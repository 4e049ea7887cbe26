//! HTML view derivation
//!
//! Parses a fetched page once and derives the views the cache stores:
//! title, sanitized visible text, and the ordered link list. Deriving the
//! views at parse time keeps repeated reads identical without holding on to
//! a parsed tree.

use scraper::{ElementRef, Html, Node, Selector};

/// Title substituted when the document has no `<title>` element
pub const NO_TITLE: &str = "No Title Found";

/// Content substituted when the body yields no visible text
pub const NO_BODY_CONTENT: &str = "No Body Content Found";

/// Tags whose subtrees are excluded from visible text
const STRIP_TAGS: [&str; 4] = ["script", "style", "img", "input"];

/// Views derived from a fetched page
#[derive(Debug, Clone)]
pub struct ExtractedPage {
    /// Title element text, or [`NO_TITLE`]
    pub title: String,
    /// Visible body text, or [`NO_BODY_CONTENT`]
    pub content: String,
    /// Raw `href` values of anchors in document order, duplicates preserved
    pub links: Vec<String>,
}

/// Derive all cached views from raw HTML in a single parse
///
/// Malformed HTML is never an error; html5ever builds a best-effort tree.
pub fn extract_page(html: &str) -> ExtractedPage {
    let document = Html::parse_document(html);

    let title = extract_title(&document).unwrap_or_else(|| NO_TITLE.to_string());

    // html5ever always synthesizes a <body>, so a missing body surfaces
    // here as empty extracted text.
    let content = match body_text(&document) {
        Some(text) if !text.is_empty() => text,
        _ => NO_BODY_CONTENT.to_string(),
    };

    ExtractedPage {
        title,
        content,
        links: extract_links(&document),
    }
}

/// Truncate to at most `max` characters with a plain prefix cut
pub fn truncate_chars(text: &str, max: usize) -> String {
    match text.char_indices().nth(max) {
        Some((idx, _)) => text[..idx].to_string(),
        None => text.to_string(),
    }
}

/// Extract the title element text, trimmed
fn extract_title(document: &Html) -> Option<String> {
    let selector = Selector::parse("title").ok()?;
    document
        .select(&selector)
        .next()
        .map(|el| el.text().collect::<String>().trim().to_string())
}

/// Extract visible text from the body element, if present
fn body_text(document: &Html) -> Option<String> {
    let selector = Selector::parse("body").ok()?;
    let body = document.select(&selector).next()?;
    Some(visible_text(body))
}

/// Collect text nodes under `root` in document order, skipping stripped
/// subtrees; each node is trimmed and whitespace-only nodes are dropped.
fn visible_text(root: ElementRef<'_>) -> String {
    let mut lines: Vec<String> = Vec::new();
    let mut stack: Vec<_> = root.children().rev().collect();

    while let Some(node) = stack.pop() {
        match node.value() {
            Node::Element(element) => {
                if !STRIP_TAGS.contains(&element.name()) {
                    stack.extend(node.children().rev());
                }
            }
            Node::Text(text) => {
                let trimmed = text.trim();
                if !trimmed.is_empty() {
                    lines.push(trimmed.to_string());
                }
            }
            _ => {}
        }
    }

    lines.join("\n")
}

/// Collect non-empty `href` values of all anchors in document order
fn extract_links(document: &Html) -> Vec<String> {
    let mut links = Vec::new();
    if let Ok(selector) = Selector::parse("a") {
        for element in document.select(&selector) {
            if let Some(href) = element.value().attr("href") {
                if !href.is_empty() {
                    links.push(href.to_string());
                }
            }
        }
    }
    links
}

#[cfg(test)]
mod tests {
    use super::*;

    const SAMPLE_HTML: &str =
        r#"<html><title>Ex</title><body><p>Hi</p><a href="/x">link</a></body></html>"#;

    const SAMPLE_HTML_NOISE: &str = r#"
        <html>
        <head><title>  Noisy Page  </title><style>p { color: red; }</style></head>
        <body>
            <script>console.log("hidden");</script>
            <div>
                <p>Visible paragraph</p>
                <img src="/pic.png" alt="ignored">
                <input type="text" value="ignored">
            </div>
            <p>Closing text</p>
        </body>
        </html>
    "#;

    #[test]
    fn test_extract_scenario_page() {
        let page = extract_page(SAMPLE_HTML);
        assert_eq!(page.title, "Ex");
        assert_eq!(page.content, "Hi\nlink");
        assert_eq!(page.links, vec!["/x".to_string()]);
    }

    #[test]
    fn test_stripped_tags_are_excluded() {
        let page = extract_page(SAMPLE_HTML_NOISE);
        assert_eq!(page.title, "Noisy Page");
        assert_eq!(page.content, "Visible paragraph\nClosing text");
    }

    #[test]
    fn test_nested_text_joined_in_document_order() {
        let html = "<html><body><div><p>one</p><span>two</span></div><p>three</p></body></html>";
        let page = extract_page(html);
        assert_eq!(page.content, "one\ntwo\nthree");
    }

    #[test]
    fn test_text_nodes_are_trimmed() {
        let html = "<html><body><p>  spaced  </p></body></html>";
        let page = extract_page(html);
        assert_eq!(page.content, "spaced");
    }

    #[test]
    fn test_missing_title_substituted() {
        let page = extract_page("<html><body><p>Hi</p></body></html>");
        assert_eq!(page.title, NO_TITLE);
    }

    #[test]
    fn test_empty_body_substituted() {
        let page = extract_page("<html><head><title>Bare</title></head><body></body></html>");
        assert_eq!(page.title, "Bare");
        assert_eq!(page.content, NO_BODY_CONTENT);
        assert!(page.links.is_empty());
    }

    #[test]
    fn test_whitespace_only_body_substituted() {
        let page = extract_page("<html><body>   \n\t  </body></html>");
        assert_eq!(page.content, NO_BODY_CONTENT);
    }

    #[test]
    fn test_links_filtering_and_order() {
        let html = r#"<html><body>
            <a href="/a">first</a>
            <a href="b">second</a>
            <a>no href</a>
            <a href="">empty href</a>
            <a href="/a">duplicate</a>
        </body></html>"#;
        let page = extract_page(html);
        assert_eq!(
            page.links,
            vec!["/a".to_string(), "b".to_string(), "/a".to_string()]
        );
    }

    #[test]
    fn test_truncate_shorter_input_unchanged() {
        assert_eq!(truncate_chars("short", 2000), "short");
    }

    #[test]
    fn test_truncate_is_plain_prefix_cut() {
        let text = "abcdefghij".repeat(10);
        let cut = truncate_chars(&text, 25);
        assert_eq!(cut, "abcdefghijabcdefghijabcde");
    }

    #[test]
    fn test_truncate_counts_characters_not_bytes() {
        let text = "日本語テキスト";
        let cut = truncate_chars(text, 3);
        assert_eq!(cut, "日本語");
    }
}
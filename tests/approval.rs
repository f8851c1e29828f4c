use serde::Deserialize;

use ringcrab::graph_ops::adjacency_from_edges;
use ringcrab::{AllRingsFinder, CyclicVertexSearch, RingLimits};

#[derive(Deserialize)]
struct RingSystemEntry {
    name: String,
    atoms: usize,
    edges: Vec<(usize, usize)>,
    num_cyclic: usize,
    isolated_sizes: Vec<usize>,
    fused_sizes: Vec<usize>,
    num_rings: usize,
}

fn sizes(groups: &[Vec<usize>]) -> Vec<usize> {
    let mut sizes: Vec<usize> = groups.iter().map(Vec::len).collect();
    sizes.sort();
    sizes
}

#[test]
fn approval_ring_systems() {
    let _ = tracing_subscriber::fmt()
        .with_test_writer()
        .with_max_level(tracing::Level::DEBUG)
        .try_init();
    let data: Vec<RingSystemEntry> =
        serde_json::from_str(include_str!("approval_data/ring_systems.json")).unwrap();

    let mut failures = Vec::new();
    for entry in &data {
        let graph = adjacency_from_edges(entry.atoms, &entry.edges);
        let cvs = CyclicVertexSearch::new(&graph).unwrap();

        if cvs.cyclic().len() != entry.num_cyclic {
            failures.push(format!(
                "[cyclic] {}: expected {}, got {}",
                entry.name,
                entry.num_cyclic,
                cvs.cyclic().len()
            ));
        }

        let got = sizes(cvs.isolated());
        if got != entry.isolated_sizes {
            failures.push(format!(
                "[isolated] {}: expected {:?}, got {:?}",
                entry.name, entry.isolated_sizes, got
            ));
        }

        let got = sizes(cvs.fused());
        if got != entry.fused_sizes {
            failures.push(format!(
                "[fused] {}: expected {:?}, got {:?}",
                entry.name, entry.fused_sizes, got
            ));
        }

        let rings = AllRingsFinder::new(RingLimits::unbounded())
            .find(&graph)
            .unwrap();
        if rings.len() != entry.num_rings {
            failures.push(format!(
                "[all_rings] {}: expected {}, got {}",
                entry.name,
                entry.num_rings,
                rings.len()
            ));
        }
    }

    if !failures.is_empty() {
        panic!(
            "{} ring system failures:\n{}",
            failures.len(),
            failures.join("\n")
        );
    }
}
//! Regrouping a flat ring list into ring systems.
//!
//! Two rings belong to the same group when they share an atom, directly or
//! through a chain of other rings. Spiro, fused and bridged rings all end up
//! together; rings joined only by an acyclic linker do not.

use std::collections::hash_map::Entry;
use std::collections::{HashMap, HashSet};

use petgraph::graph::NodeIndex;
use petgraph::unionfind::UnionFind;

use crate::error::RingError;
use crate::graph_ops::induced_fragment;
use crate::mol::Mol;
use crate::rings::Ring;

/// Group `rings` into connected clusters of atom-sharing rings.
///
/// Groups are ordered by their first ring, and each group keeps the input
/// order of its rings.
pub fn partition_rings(rings: &[Ring]) -> Vec<Vec<Ring>> {
    let mut sets = UnionFind::<usize>::new(rings.len());
    let mut first_ring: HashMap<usize, usize> = HashMap::new();
    for (i, ring) in rings.iter().enumerate() {
        for &v in ring.vertices() {
            match first_ring.entry(v) {
                Entry::Occupied(e) => {
                    sets.union(*e.get(), i);
                }
                Entry::Vacant(e) => {
                    e.insert(i);
                }
            }
        }
    }

    let mut group_of: HashMap<usize, usize> = HashMap::new();
    let mut groups: Vec<Vec<Ring>> = Vec::new();
    for (i, ring) in rings.iter().enumerate() {
        let root = sets.find_mut(i);
        let g = *group_of.entry(root).or_insert_with(|| {
            groups.push(Vec::new());
            groups.len() - 1
        });
        groups[g].push(ring.clone());
    }
    groups
}

/// Merge a ring group into one molecule holding its atoms and ring bonds.
///
/// Atoms appear in order of first occurrence. Bonds between two ring atoms
/// that are not themselves ring edges (a chord not in any given ring) are
/// left out.
pub fn convert_to_mol<A: Clone, B: Clone>(
    mol: &Mol<A, B>,
    rings: &[Ring],
) -> Result<Mol<A, B>, RingError> {
    let mut seen = HashSet::new();
    let mut atoms = Vec::new();
    for ring in rings {
        for atom in ring.atoms() {
            mol.index_of(atom)?;
            if seen.insert(atom) {
                atoms.push(atom);
            }
        }
    }
    let ring_bonds: HashSet<(usize, usize)> = rings.iter().flat_map(Ring::bonds).collect();
    Ok(induced_fragment(mol, &atoms, |_, a: NodeIndex, b: NodeIndex| {
        let (a, b) = (a.index(), b.index());
        ring_bonds.contains(&(a.min(b), a.max(b)))
    }))
}
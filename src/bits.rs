//! Bitset utility layer for vertex membership.
//!
//! Ring systems store their members as bitsets over global vertex indices.
//! Graphs with at most [`WORD_BITS`] vertices use a single `u64`; larger
//! graphs use the multi-word [`BitSet`]. Both implement [`VertexSet`], so
//! the search code is written once and monomorphised for each backend.

/// Number of vertices a single-word set can hold.
pub const WORD_BITS: usize = u64::BITS as usize;

/// Set operations over dense vertex indices.
pub trait VertexSet: Clone + Default + PartialEq + std::fmt::Debug {
    /// An empty set able to hold vertices `0..order`.
    fn with_order(order: usize) -> Self;
    fn insert(&mut self, v: usize);
    fn remove(&mut self, v: usize);
    fn contains(&self, v: usize) -> bool;
    /// In-place union.
    fn union_with(&mut self, other: &Self);
    fn intersects(&self, other: &Self) -> bool;
    fn len(&self) -> usize;

    fn is_empty(&self) -> bool {
        self.len() == 0
    }

    /// Member indices in ascending order.
    fn to_vec(&self) -> Vec<usize>;
}

impl VertexSet for u64 {
    fn with_order(order: usize) -> Self {
        debug_assert!(order <= WORD_BITS, "{} vertices do not fit one word", order);
        0
    }

    fn insert(&mut self, v: usize) {
        *self |= 1u64 << v;
    }

    fn remove(&mut self, v: usize) {
        *self &= !(1u64 << v);
    }

    fn contains(&self, v: usize) -> bool {
        v < WORD_BITS && *self & (1u64 << v) != 0
    }

    fn union_with(&mut self, other: &Self) {
        *self |= *other;
    }

    fn intersects(&self, other: &Self) -> bool {
        *self & *other != 0
    }

    fn len(&self) -> usize {
        self.count_ones() as usize
    }

    fn to_vec(&self) -> Vec<usize> {
        let mut out = Vec::with_capacity(self.len());
        let mut word = *self;
        while word != 0 {
            let bit = word.trailing_zeros() as usize;
            out.push(bit);
            word &= word - 1;
        }
        out
    }
}

/// A growable bitset backed by `Vec<u64>`.
#[derive(Debug, Clone, Default)]
pub struct BitSet {
    words: Vec<u64>,
}

impl BitSet {
    /// Create a set that holds `0..capacity` without reallocating.
    pub fn with_capacity(capacity: usize) -> Self {
        Self {
            words: vec![0; capacity.div_ceil(WORD_BITS)],
        }
    }

    /// Iterate over set bits in ascending order.
    pub fn ones(&self) -> Ones<'_> {
        Ones {
            words: &self.words,
            word_idx: 0,
            current: self.words.first().copied().unwrap_or(0),
        }
    }

    fn trimmed(&self) -> &[u64] {
        let end = self
            .words
            .iter()
            .rposition(|&w| w != 0)
            .map_or(0, |i| i + 1);
        &self.words[..end]
    }
}

// Trailing zero words do not change the set.
impl PartialEq for BitSet {
    fn eq(&self, other: &Self) -> bool {
        self.trimmed() == other.trimmed()
    }
}

impl Eq for BitSet {}

impl VertexSet for BitSet {
    fn with_order(order: usize) -> Self {
        Self::with_capacity(order)
    }

    fn insert(&mut self, v: usize) {
        let (word, bit) = (v / WORD_BITS, v % WORD_BITS);
        if word >= self.words.len() {
            self.words.resize(word + 1, 0);
        }
        self.words[word] |= 1u64 << bit;
    }

    fn remove(&mut self, v: usize) {
        let (word, bit) = (v / WORD_BITS, v % WORD_BITS);
        if let Some(w) = self.words.get_mut(word) {
            *w &= !(1u64 << bit);
        }
    }

    fn contains(&self, v: usize) -> bool {
        let (word, bit) = (v / WORD_BITS, v % WORD_BITS);
        self.words
            .get(word)
            .is_some_and(|w| w & (1u64 << bit) != 0)
    }

    fn union_with(&mut self, other: &Self) {
        if other.words.len() > self.words.len() {
            self.words.resize(other.words.len(), 0);
        }
        for (a, b) in self.words.iter_mut().zip(other.words.iter()) {
            *a |= *b;
        }
    }

    fn intersects(&self, other: &Self) -> bool {
        self.words
            .iter()
            .zip(other.words.iter())
            .any(|(a, b)| a & b != 0)
    }

    fn len(&self) -> usize {
        self.words.iter().map(|w| w.count_ones() as usize).sum()
    }

    fn to_vec(&self) -> Vec<usize> {
        self.ones().collect()
    }
}

pub struct Ones<'a> {
    words: &'a [u64],
    word_idx: usize,
    current: u64,
}

impl Iterator for Ones<'_> {
    type Item = usize;

    fn next(&mut self) -> Option<usize> {
        loop {
            if self.current != 0 {
                let bit = self.current.trailing_zeros() as usize;
                self.current &= self.current - 1;
                return Some(self.word_idx * WORD_BITS + bit);
            }
            self.word_idx += 1;
            self.current = *self.words.get(self.word_idx)?;
        }
    }
}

▸ **What you need to do**
Output the listing verbatim through the "list. Deriving the" line.

▸ **Task solution**
repository 4e049ea7887cbe26
//! HTML view derivation
//!
//! Parses a fetched page once and derives the views the cache stores:
//! title, sanitized visible text, and the ordered link list. Deriving the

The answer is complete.